隣の部屋には、おじいさんが一人で住んでいるらしかった。一度だけ廊下ですれ違ったことがある。ずいぶん背が高くて無口そうな人だった。それきり顔を合わせることはなかったが、時々、壁の向こうからかすかな物音が聞こえてくる。トン、トン、と何かを彫るようなリズミカルな音が。
ある雨の日、学校から帰ると、アパートの入り口で傘を畳んでいる隣のおじいさんと一緒になった。気まずい沈黙が流れる。何か話すべきだろうか。そう思っていると、おじいさんの方が口を開いた。
「学校、楽しいかい」
予想外の質問に、私はうまく答えられなかった。「まあ、普通です」と曖昧に微笑むのが精一杯だった。
部屋に戻ってしばらくして、玄関のドアが小さくノックされた。開けてみると誰もいない。ただ、ドアノブに小さな木の鳥が一羽かかっていた。ニスも塗られていない、彫刻刀の跡がまだ生々しい作りかけの鳥。それは、私が毎日聞いているあの音から生まれてきたものだとすぐに分かった。鳥は翼を広げ、今にもこの部屋の窓から飛び立っていきそうだった。私はその小さな鳥をそっと両手で包み込んだ。

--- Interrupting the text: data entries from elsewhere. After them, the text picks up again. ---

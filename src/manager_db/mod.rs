pub mod errors;
pub mod models;
pub mod schema;

use std::time::Duration;
use log::debug;
use rusqlite::{params_from_iter, Connection};
use crate::manager_db::errors::DBError;
use crate::manager_db::models::{FieldValue, Fields, QueryResult};

/// Everything a select needs besides the table clause
///
/// Unset parts are left out of the statement; an absent or empty projection selects all columns.
#[derive(Debug, Default, Clone, Copy)]
pub struct Select<'a> {
    pub projection: Option<&'a [&'a str]>,
    pub selection: Option<&'a str>,
    pub selection_args: &'a [FieldValue],
    pub group_by: Option<&'a str>,
    pub having: Option<&'a str>,
    pub order_by: Option<&'a str>,
}

/// The relational operations the storage gateway relies on
pub trait RelationalStore {
    /// Selects from a single table
    fn query(&self, table: &str, select: &Select) -> Result<QueryResult, DBError>;

    /// Selects from a pre-composed tables clause, e.g. an inner join
    fn query_join(&self, tables: &str, select: &Select) -> Result<QueryResult, DBError>;

    /// Inserts one row and returns its row id, or None if nothing was written
    fn insert(&self, table: &str, values: &Fields) -> Result<Option<i64>, DBError>;

    /// Returns the number of rows updated
    fn update(&self, table: &str, values: &Fields, selection: Option<&str>, selection_args: &[FieldValue]) -> Result<usize, DBError>;

    /// Returns the number of rows deleted, an absent selection deletes all rows
    fn delete(&self, table: &str, selection: Option<&str>, selection_args: &[FieldValue]) -> Result<usize, DBError>;
}

/// SQLite backed store
pub struct DB {
    db_conn: Connection,
}

impl DB {

    /// Opens (or creates) the database file and makes sure the schema is in place
    ///
    /// # Arguments
    ///
    /// * 'db_path' - full path to db file
    pub fn new(db_path: &str) -> Result<Self, DBError> {
        let db_conn = Connection::open(db_path)?;

        // One writer at a time, readers are not blocked by it
        db_conn.busy_timeout(Duration::from_secs(5))?;
        let mode: String = db_conn.pragma_update_and_check(None, "journal_mode", "WAL", |row| row.get(0))?;
        debug!("opened {} in journal mode {}", db_path, mode);

        schema::initialize(&db_conn)?;

        Ok(DB { db_conn })
    }

    /// Opens a private in-memory database with the schema in place
    pub fn in_memory() -> Result<Self, DBError> {
        let db_conn = Connection::open_in_memory()?;
        schema::initialize(&db_conn)?;

        Ok(DB { db_conn })
    }

    fn select(&self, from: &str, select: &Select) -> Result<QueryResult, DBError> {
        let sql = build_select(from, select);
        debug!("query: {}", sql);

        let mut stmt = self.db_conn.prepare(&sql)?;
        let columns: Vec<String> = stmt.column_names().iter().map(|c| c.to_string()).collect();

        let mut result = QueryResult { columns, rows: Vec::new() };
        let mut rows = stmt.query(params_from_iter(select.selection_args.iter()))?;

        while let Some(row) = rows.next()? {
            let mut values = Vec::with_capacity(result.columns.len());
            for i in 0..result.columns.len() {
                values.push(FieldValue::from(row.get_ref(i)?));
            }
            result.rows.push(values);
        }

        Ok(result)
    }
}

impl RelationalStore for DB {
    fn query(&self, table: &str, select: &Select) -> Result<QueryResult, DBError> {
        self.select(&quote_identifier(table), select)
    }

    fn query_join(&self, tables: &str, select: &Select) -> Result<QueryResult, DBError> {
        self.select(tables, select)
    }

    fn insert(&self, table: &str, values: &Fields) -> Result<Option<i64>, DBError> {
        let sql = if values.is_empty() {
            format!("INSERT INTO {} DEFAULT VALUES", quote_identifier(table))
        } else {
            let columns: Vec<String> = values.iter().map(|(c, _)| quote_identifier(c)).collect();
            let placeholders = vec!["?"; values.len()].join(", ");
            format!("INSERT INTO {} ({}) VALUES ({})", quote_identifier(table), columns.join(", "), placeholders)
        };
        debug!("insert: {}", sql);

        let changed = self.db_conn.execute(&sql, params_from_iter(values.iter().map(|(_, v)| v)))?;
        if changed == 0 {
            return Ok(None);
        }

        Ok(Some(self.db_conn.last_insert_rowid()))
    }

    fn update(&self, table: &str, values: &Fields, selection: Option<&str>, selection_args: &[FieldValue]) -> Result<usize, DBError> {
        if values.is_empty() {
            return Err(DBError::InvalidStatement(format!("no values to update in {}", table)));
        }

        let assignments: Vec<String> = values.iter()
            .map(|(c, _)| format!("{} = ?", quote_identifier(c)))
            .collect();
        let sql = format!(
            "UPDATE {} SET {}{}",
            quote_identifier(table),
            assignments.join(", "),
            where_clause(selection)
        );
        debug!("update: {}", sql);

        let params = values.iter().map(|(_, v)| v).chain(selection_args.iter());
        Ok(self.db_conn.execute(&sql, params_from_iter(params))?)
    }

    fn delete(&self, table: &str, selection: Option<&str>, selection_args: &[FieldValue]) -> Result<usize, DBError> {
        let sql = format!("DELETE FROM {}{}", quote_identifier(table), where_clause(selection));
        debug!("delete: {}", sql);

        Ok(self.db_conn.execute(&sql, params_from_iter(selection_args.iter()))?)
    }
}

fn build_select(from: &str, select: &Select) -> String {
    let columns = match select.projection {
        Some(p) if !p.is_empty() => p.join(", "),
        _ => "*".to_string(),
    };

    let mut sql = format!("SELECT {} FROM {}{}", columns, from, where_clause(select.selection));
    if let Some(group_by) = non_blank(select.group_by) {
        sql.push_str(" GROUP BY ");
        sql.push_str(group_by);
    }
    if let Some(having) = non_blank(select.having) {
        sql.push_str(" HAVING ");
        sql.push_str(having);
    }
    if let Some(order_by) = non_blank(select.order_by) {
        sql.push_str(" ORDER BY ");
        sql.push_str(order_by);
    }

    sql
}

fn where_clause(selection: Option<&str>) -> String {
    non_blank(selection).map_or(String::new(), |s| format!(" WHERE {}", s))
}

fn non_blank(s: Option<&str>) -> Option<&str> {
    s.filter(|s| !s.trim().is_empty())
}

fn quote_identifier(name: &str) -> String {
    format!("\"{}\"", name.replace('"', "\"\""))
}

【設問1】傍線部「私が毎日聞いているあの音から生まれてきたものだとすぐに分かった」とあるが、この発見は、「私」にどのような気持ちをもたらしたか。最も適当なものを次の中から一つ選べ。
- 隣人が騒々しい物音を立てていた理由が判明し、納得と安堵の気持ちが湧いた。
- これまで謎めいていた隣人の日常の断片に触れ、無機質だった隣人との関係に温かい意味が生まれたような気持ち。

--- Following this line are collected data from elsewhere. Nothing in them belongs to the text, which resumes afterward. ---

use log::debug;
use crate::addressing::errors::AddressError;
use crate::addressing::{
    location_entry, normalize_date, parse_exact_date, parse_start_date, weather_entry, Address,
    CONTENT_AUTHORITY, CONTENT_SCHEME, LOCATION_CONTENT_TYPE, PATH_LOCATION, PATH_WEATHER,
    WEATHER_CONTENT_ITEM_TYPE, WEATHER_CONTENT_TYPE,
};
use crate::manager_db::errors::DBError;
use crate::manager_db::models::{FieldValue, QueryResult};
use crate::manager_db::{RelationalStore, Select};

/// weather INNER JOIN location ON weather.location_id = location._id
pub const WEATHER_BY_LOCATION_SETTING_TABLES: &str =
    "weather INNER JOIN location ON weather.location_id = location._id";

/// Value bound to a `?` placeholder of a selection template
#[derive(Debug, Clone, Copy, PartialEq, Eq)]
pub enum TemplateParam {
    LocationSetting,
    Date,
}

/// A fixed selection clause together with the order of its parameters
#[derive(Debug, Clone, Copy, PartialEq, Eq)]
pub struct SelectionTemplate {
    pub clause: &'static str,
    pub params: &'static [TemplateParam],
}

impl SelectionTemplate {
    fn bind(&self, location_setting: &str, date: i64) -> Vec<FieldValue> {
        self.params.iter()
            .map(|p| match p {
                TemplateParam::LocationSetting => FieldValue::from(location_setting),
                TemplateParam::Date => FieldValue::from(date),
            })
            .collect()
    }
}

/// location.location_setting = ?
pub const LOCATION_SETTING_SELECTION: SelectionTemplate = SelectionTemplate {
    clause: "location.location_setting = ?",
    params: &[TemplateParam::LocationSetting],
};

/// location.location_setting = ? AND weather.date >= ?
pub const LOCATION_SETTING_WITH_START_DATE_SELECTION: SelectionTemplate = SelectionTemplate {
    clause: "location.location_setting = ? AND weather.date >= ?",
    params: &[TemplateParam::LocationSetting, TemplateParam::Date],
};

/// location.location_setting = ? AND weather.date = ?
pub const LOCATION_SETTING_AND_DAY_SELECTION: SelectionTemplate = SelectionTemplate {
    clause: "location.location_setting = ? AND weather.date = ?",
    params: &[TemplateParam::LocationSetting, TemplateParam::Date],
};

/// The four kinds of request an address can denote
#[derive(Debug, Clone, PartialEq, Eq)]
pub enum RequestKind {
    /// `weather/<location>/<date>`
    WeatherByLocationAndExactDate { location_setting: String, date: i64 },
    /// `weather/<location>[?date=<date>]`, a start date of 0 means no lower bound
    WeatherByLocationAndStartDate { location_setting: String, start_date: i64 },
    /// `weather`
    WeatherUnfiltered,
    /// `location`
    LocationUnfiltered,
}

impl RequestKind {
    /// Classifies an address, most specific shape first.
    ///
    /// Dates found in the address are normalized, so a hand built address with an intra-day
    /// timestamp still hits the stored day. Any other shape is an error, the router never guesses.
    ///
    /// # Arguments
    ///
    /// * 'address' - address to classify
    pub fn classify(address: &Address) -> Result<Self, AddressError> {
        if address.scheme() != CONTENT_SCHEME || address.authority() != CONTENT_AUTHORITY {
            return Err(AddressError::UnknownAddress(address.to_string()));
        }

        let segments = address.path_segments();
        let kind = match (segments.first().map(String::as_str), segments.len()) {
            (Some(PATH_WEATHER), 3) => RequestKind::WeatherByLocationAndExactDate {
                location_setting: segments[1].clone(),
                date: normalize_date(parse_exact_date(address)?),
            },
            (Some(PATH_WEATHER), 2) => {
                let start_date = match parse_start_date(address)? {
                    0 => 0,
                    date => normalize_date(date),
                };
                RequestKind::WeatherByLocationAndStartDate {
                    location_setting: segments[1].clone(),
                    start_date,
                }
            }
            (Some(PATH_WEATHER), 1) => RequestKind::WeatherUnfiltered,
            (Some(PATH_LOCATION), 1) => RequestKind::LocationUnfiltered,
            _ => return Err(AddressError::UnknownAddress(address.to_string())),
        };

        Ok(kind)
    }

    /// Returns the content type for the kind, collection or single item
    pub fn content_type(&self) -> &'static str {
        match self {
            RequestKind::WeatherByLocationAndExactDate { .. } => WEATHER_CONTENT_ITEM_TYPE,
            RequestKind::WeatherByLocationAndStartDate { .. } => WEATHER_CONTENT_TYPE,
            RequestKind::WeatherUnfiltered => WEATHER_CONTENT_TYPE,
            RequestKind::LocationUnfiltered => LOCATION_CONTENT_TYPE,
        }
    }

    /// Builds the query for this kind.
    ///
    /// Caller selection is only used by the unfiltered kinds; the location kinds bring their
    /// own selection template and ignore it.
    ///
    /// # Arguments
    ///
    /// * 'selection' - caller supplied where clause
    /// * 'selection_args' - values for the placeholders in `selection`
    pub fn build_query<'a>(&'a self, selection: Option<&'a str>, selection_args: &[FieldValue]) -> RoutedQuery<'a> {
        match self {
            RequestKind::WeatherByLocationAndExactDate { location_setting, date } => {
                RoutedQuery::from_template(&LOCATION_SETTING_AND_DAY_SELECTION, location_setting, *date)
            }
            RequestKind::WeatherByLocationAndStartDate { location_setting, start_date } => {
                let template = if *start_date == 0 {
                    &LOCATION_SETTING_SELECTION
                } else {
                    &LOCATION_SETTING_WITH_START_DATE_SELECTION
                };
                RoutedQuery::from_template(template, location_setting, *start_date)
            }
            RequestKind::WeatherUnfiltered => RoutedQuery {
                target: QueryTarget::Table(weather_entry::TABLE_NAME),
                selection,
                selection_args: selection_args.to_vec(),
            },
            RequestKind::LocationUnfiltered => RoutedQuery {
                target: QueryTarget::Table(location_entry::TABLE_NAME),
                selection,
                selection_args: selection_args.to_vec(),
            },
        }
    }
}

/// What a routed query selects from
#[derive(Debug, Clone, Copy, PartialEq, Eq)]
pub enum QueryTarget {
    Table(&'static str),
    Join(&'static str),
}

/// A query ready to run against the relational store
#[derive(Debug, Clone, PartialEq)]
pub struct RoutedQuery<'a> {
    pub target: QueryTarget,
    pub selection: Option<&'a str>,
    pub selection_args: Vec<FieldValue>,
}

impl<'a> RoutedQuery<'a> {
    fn from_template(template: &SelectionTemplate, location_setting: &str, date: i64) -> Self {
        RoutedQuery {
            target: QueryTarget::Join(WEATHER_BY_LOCATION_SETTING_TABLES),
            selection: Some(template.clause),
            selection_args: template.bind(location_setting, date),
        }
    }

    /// Runs the query, store errors are handed back unchanged
    ///
    /// # Arguments
    ///
    /// * 'store' - relational store to run against
    /// * 'projection' - columns to return, all when None
    /// * 'sort_order' - order by clause
    pub fn execute<S: RelationalStore + ?Sized>(
        &self,
        store: &S,
        projection: Option<&[&str]>,
        sort_order: Option<&str>,
    ) -> Result<QueryResult, DBError> {
        let select = Select {
            projection,
            selection: self.selection,
            selection_args: &self.selection_args,
            order_by: sort_order,
            ..Default::default()
        };

        debug!("running {:?} where {:?}", self.target, self.selection);
        match self.target {
            QueryTarget::Table(table) => store.query(table, &select),
            QueryTarget::Join(tables) => store.query_join(tables, &select),
        }
    }
}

- 隣人が有名な彫刻家であることに気づき、畏敬の念と、自分のような者が隣に住んでいることへの恐縮した気持ち。
- 作りかけの作品を押し付けられたことに戸惑い、どう反応すべきか分からず困惑している気持ち。
【正解と解説】
正解 → 2
- 1. 彼女は音を迷惑だとは思っていなかったので「安堵」は少し違います。
- 2. それまで隣人は「無口そう」で、聞こえてくる音はただの「かすかな物音」でした。しかし、この木の鳥という具体的な「作品」を目にすることで、あの音が隣人の創造的な営みであったことを知ります。音と物が結びついた瞬間、これまで断片的な情報に過ぎなかった隣人の存在が、彼女の中で温かみと物語性を持ったものへと変化したのです。
- 3. 隣人が「有名」かどうかは本文からは分かりません。
- 4. 「戸惑い」はあるかもしれませんが、それ以上にポジティブな心の動きが読み取れます。「そっと両手で包み込んだ」という行動は、その贈り物を大切に受け止めたことを示しています。

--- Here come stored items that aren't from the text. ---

use log::info;
use rusqlite::Connection;
use crate::addressing::{location_entry, weather_entry, COLUMN_ID};
use crate::manager_db::errors::DBError;

pub const SCHEMA_VERSION: i32 = 1;

/// Creates or upgrades the schema, tracked with `PRAGMA user_version`
///
/// # Arguments
///
/// * 'conn' - connection to initialize
pub fn initialize(conn: &Connection) -> Result<(), DBError> {
    let version: i32 = conn.query_row("PRAGMA user_version", [], |row| row.get(0))?;

    if version > SCHEMA_VERSION {
        return Err(DBError::Schema(format!(
            "database schema version {} is newer than supported version {}", version, SCHEMA_VERSION
        )));
    }

    if version < SCHEMA_VERSION {
        info!("creating schema version {} (found {})", SCHEMA_VERSION, version);
        create_schema_v1(conn)?;
        conn.pragma_update(None, "user_version", SCHEMA_VERSION)?;
    }

    Ok(())
}

fn create_schema_v1(conn: &Connection) -> Result<(), DBError> {
    conn.execute_batch(&format!(
        "CREATE TABLE IF NOT EXISTS {loc} (
            {id} INTEGER PRIMARY KEY AUTOINCREMENT,
            {setting} TEXT UNIQUE NOT NULL,
            {city} TEXT NOT NULL,
            {lat} REAL NOT NULL,
            {long} REAL NOT NULL
        );
        CREATE TABLE IF NOT EXISTS {weather} (
            {id} INTEGER PRIMARY KEY AUTOINCREMENT,
            {loc_key} INTEGER NOT NULL REFERENCES {loc} ({id}),
            {date} INTEGER NOT NULL,
            {short_desc} TEXT NOT NULL,
            {weather_id} INTEGER NOT NULL,
            {min} REAL NOT NULL,
            {max} REAL NOT NULL,
            {humidity} REAL NOT NULL,
            {pressure} REAL NOT NULL,
            {wind} REAL NOT NULL,
            {degrees} REAL NOT NULL
        );
        CREATE INDEX IF NOT EXISTS idx_weather_location_date ON {weather} ({loc_key}, {date});",
        loc = location_entry::TABLE_NAME,
        id = COLUMN_ID,
        setting = location_entry::COLUMN_LOCATION_SETTING,
        city = location_entry::COLUMN_CITY_NAME,
        lat = location_entry::COLUMN_COORD_LAT,
        long = location_entry::COLUMN_COORD_LONG,
        weather = weather_entry::TABLE_NAME,
        loc_key = weather_entry::COLUMN_LOC_KEY,
        date = weather_entry::COLUMN_DATE,
        short_desc = weather_entry::COLUMN_SHORT_DESC,
        weather_id = weather_entry::COLUMN_WEATHER_ID,
        min = weather_entry::COLUMN_MIN_TEMP,
        max = weather_entry::COLUMN_MAX_TEMP,
        humidity = weather_entry::COLUMN_HUMIDITY,
        pressure = weather_entry::COLUMN_PRESSURE,
        wind = weather_entry::COLUMN_WIND_SPEED,
        degrees = weather_entry::COLUMN_DEGREES,
    ))?;

    Ok(())
}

【設問2】おじいさんが「私」に木の鳥を渡した理由として、最も適当なものを次の中から一つ選べ。
- 自分の作品の出来栄えを誰かに評価してもらいたかったから。
- 新しい町で孤独を感じている少女の心を慰めようとした、不器用な親切心から。
- 自分の趣味を理解してもらい、できれば彫刻仲間になってほしいと考えたから。
- 日頃の騒音のお詫びとして、ささやかな贈り物をしようと思ったから。
【正解と解説】
正解 → 2
- 1. 「評価」を求めるなら「作りかけ」のものを渡すとは考えにくいです。
- 2. おじいさんは私との短い会話で、彼女が新しい環境に馴染めず元気がないことを敏感に察したのでしょう。彼は「無口そう」で、言葉で励ますのは苦手な人物です。そこで、自分が心を込めて作っている木の鳥をそっと渡すことで、彼女を元気づけようとしたのです。これは、彼のシャイで不器用ながらも深い優しさから出た行動です。
- 3. 「彫刻仲間」に誘うには、あまりに唐突で控えめなアプローチです。
- 4. 彼女が音を迷惑に思っていないことはこれまでの描写から明らかであり、「お詫び」が第一の理由とは考えにくいです。